* [Data records]
-=-=-

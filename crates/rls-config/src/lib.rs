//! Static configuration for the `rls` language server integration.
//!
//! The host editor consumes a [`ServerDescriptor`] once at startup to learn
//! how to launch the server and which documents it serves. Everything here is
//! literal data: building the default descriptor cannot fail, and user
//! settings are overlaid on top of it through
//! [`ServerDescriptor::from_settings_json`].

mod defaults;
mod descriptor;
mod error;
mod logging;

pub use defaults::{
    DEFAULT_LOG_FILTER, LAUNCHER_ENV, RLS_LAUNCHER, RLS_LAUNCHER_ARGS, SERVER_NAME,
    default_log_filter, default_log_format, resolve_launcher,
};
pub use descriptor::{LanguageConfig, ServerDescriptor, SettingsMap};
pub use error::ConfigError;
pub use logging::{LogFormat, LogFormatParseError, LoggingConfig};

-=-=-

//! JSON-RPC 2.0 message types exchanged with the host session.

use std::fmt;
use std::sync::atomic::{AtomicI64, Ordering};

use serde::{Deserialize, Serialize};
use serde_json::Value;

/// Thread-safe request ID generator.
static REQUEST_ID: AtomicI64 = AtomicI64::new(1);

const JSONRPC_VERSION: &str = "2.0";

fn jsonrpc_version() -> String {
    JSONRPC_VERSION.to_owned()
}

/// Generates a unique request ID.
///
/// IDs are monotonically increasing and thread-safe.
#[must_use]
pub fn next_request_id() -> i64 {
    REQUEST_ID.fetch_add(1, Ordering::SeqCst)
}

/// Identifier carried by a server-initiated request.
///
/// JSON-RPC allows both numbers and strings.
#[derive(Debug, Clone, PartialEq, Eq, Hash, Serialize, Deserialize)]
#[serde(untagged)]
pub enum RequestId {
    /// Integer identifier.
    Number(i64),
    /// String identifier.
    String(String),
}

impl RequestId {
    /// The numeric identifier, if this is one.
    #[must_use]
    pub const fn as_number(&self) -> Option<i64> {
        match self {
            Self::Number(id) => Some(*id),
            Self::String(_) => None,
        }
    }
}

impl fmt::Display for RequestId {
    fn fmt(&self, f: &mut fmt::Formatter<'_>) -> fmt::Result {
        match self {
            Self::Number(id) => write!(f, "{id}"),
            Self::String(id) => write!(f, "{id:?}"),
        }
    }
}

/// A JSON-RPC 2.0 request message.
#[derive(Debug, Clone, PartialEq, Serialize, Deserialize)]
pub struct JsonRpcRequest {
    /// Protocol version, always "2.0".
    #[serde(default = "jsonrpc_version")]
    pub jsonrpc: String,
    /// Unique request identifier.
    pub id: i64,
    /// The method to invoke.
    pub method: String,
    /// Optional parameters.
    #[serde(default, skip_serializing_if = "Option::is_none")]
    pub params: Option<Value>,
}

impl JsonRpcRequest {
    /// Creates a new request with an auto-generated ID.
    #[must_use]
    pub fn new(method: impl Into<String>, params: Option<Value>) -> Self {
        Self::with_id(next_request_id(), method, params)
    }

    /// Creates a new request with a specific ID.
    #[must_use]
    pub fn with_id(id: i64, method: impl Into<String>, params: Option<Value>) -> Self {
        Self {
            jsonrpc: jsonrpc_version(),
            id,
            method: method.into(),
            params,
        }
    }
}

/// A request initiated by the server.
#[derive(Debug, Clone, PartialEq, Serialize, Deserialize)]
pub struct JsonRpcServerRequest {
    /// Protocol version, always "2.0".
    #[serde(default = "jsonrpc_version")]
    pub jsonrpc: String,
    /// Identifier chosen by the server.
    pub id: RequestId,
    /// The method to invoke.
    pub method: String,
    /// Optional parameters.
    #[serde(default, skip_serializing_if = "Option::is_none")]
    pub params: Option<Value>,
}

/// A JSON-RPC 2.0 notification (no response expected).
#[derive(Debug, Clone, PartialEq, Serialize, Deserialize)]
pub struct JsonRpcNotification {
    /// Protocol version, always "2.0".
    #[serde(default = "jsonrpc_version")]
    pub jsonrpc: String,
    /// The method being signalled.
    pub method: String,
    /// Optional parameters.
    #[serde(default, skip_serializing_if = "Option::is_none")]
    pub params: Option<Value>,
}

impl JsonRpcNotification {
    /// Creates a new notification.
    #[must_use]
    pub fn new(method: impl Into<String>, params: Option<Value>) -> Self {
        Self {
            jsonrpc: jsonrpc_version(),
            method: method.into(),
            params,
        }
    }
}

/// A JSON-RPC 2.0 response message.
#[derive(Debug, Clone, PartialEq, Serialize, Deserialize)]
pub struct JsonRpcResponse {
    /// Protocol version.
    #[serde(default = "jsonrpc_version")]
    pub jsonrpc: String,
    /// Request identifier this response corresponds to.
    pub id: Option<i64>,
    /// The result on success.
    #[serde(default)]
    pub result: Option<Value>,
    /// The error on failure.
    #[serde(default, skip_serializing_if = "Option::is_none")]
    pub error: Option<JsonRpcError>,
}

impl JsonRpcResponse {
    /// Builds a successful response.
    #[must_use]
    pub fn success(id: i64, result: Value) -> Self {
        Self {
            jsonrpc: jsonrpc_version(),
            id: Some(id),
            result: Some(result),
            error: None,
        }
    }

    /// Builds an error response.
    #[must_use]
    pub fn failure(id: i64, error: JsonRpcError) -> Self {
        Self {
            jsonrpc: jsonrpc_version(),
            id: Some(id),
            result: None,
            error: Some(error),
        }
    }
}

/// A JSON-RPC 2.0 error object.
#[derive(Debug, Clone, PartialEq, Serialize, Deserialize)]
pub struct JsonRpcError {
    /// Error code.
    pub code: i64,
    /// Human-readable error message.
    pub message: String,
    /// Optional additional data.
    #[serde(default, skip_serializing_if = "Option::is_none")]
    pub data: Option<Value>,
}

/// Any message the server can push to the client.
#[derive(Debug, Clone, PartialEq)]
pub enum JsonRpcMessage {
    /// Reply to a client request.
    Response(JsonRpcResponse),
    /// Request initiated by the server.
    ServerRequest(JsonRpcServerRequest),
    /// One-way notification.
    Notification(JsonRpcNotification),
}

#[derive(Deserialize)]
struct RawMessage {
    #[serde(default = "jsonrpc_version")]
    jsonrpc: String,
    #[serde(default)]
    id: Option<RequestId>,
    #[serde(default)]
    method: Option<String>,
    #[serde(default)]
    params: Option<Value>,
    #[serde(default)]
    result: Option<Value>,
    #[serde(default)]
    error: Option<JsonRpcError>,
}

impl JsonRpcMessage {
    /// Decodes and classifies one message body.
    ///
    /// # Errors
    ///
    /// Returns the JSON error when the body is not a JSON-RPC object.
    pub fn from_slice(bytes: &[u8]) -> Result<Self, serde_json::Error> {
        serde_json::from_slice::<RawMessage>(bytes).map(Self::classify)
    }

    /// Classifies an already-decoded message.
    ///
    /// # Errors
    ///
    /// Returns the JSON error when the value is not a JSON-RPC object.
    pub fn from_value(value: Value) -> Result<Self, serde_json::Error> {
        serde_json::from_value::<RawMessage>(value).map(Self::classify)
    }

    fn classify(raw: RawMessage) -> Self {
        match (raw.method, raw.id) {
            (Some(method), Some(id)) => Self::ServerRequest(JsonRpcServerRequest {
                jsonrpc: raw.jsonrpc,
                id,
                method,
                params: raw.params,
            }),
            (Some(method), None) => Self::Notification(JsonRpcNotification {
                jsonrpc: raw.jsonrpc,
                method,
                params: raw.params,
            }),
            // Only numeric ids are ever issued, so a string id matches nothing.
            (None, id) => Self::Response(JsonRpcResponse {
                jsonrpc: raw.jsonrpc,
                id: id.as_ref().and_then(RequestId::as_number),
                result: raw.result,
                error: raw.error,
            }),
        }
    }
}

-=-=-

* [Required work] Go through the material and copy each line that contains "object".

* [Output]
/// A JSON-RPC 2.0 error object.
    /// Returns the JSON error when the body is not a JSON-RPC object.
    /// Returns the JSON error when the value is not a JSON-RPC object.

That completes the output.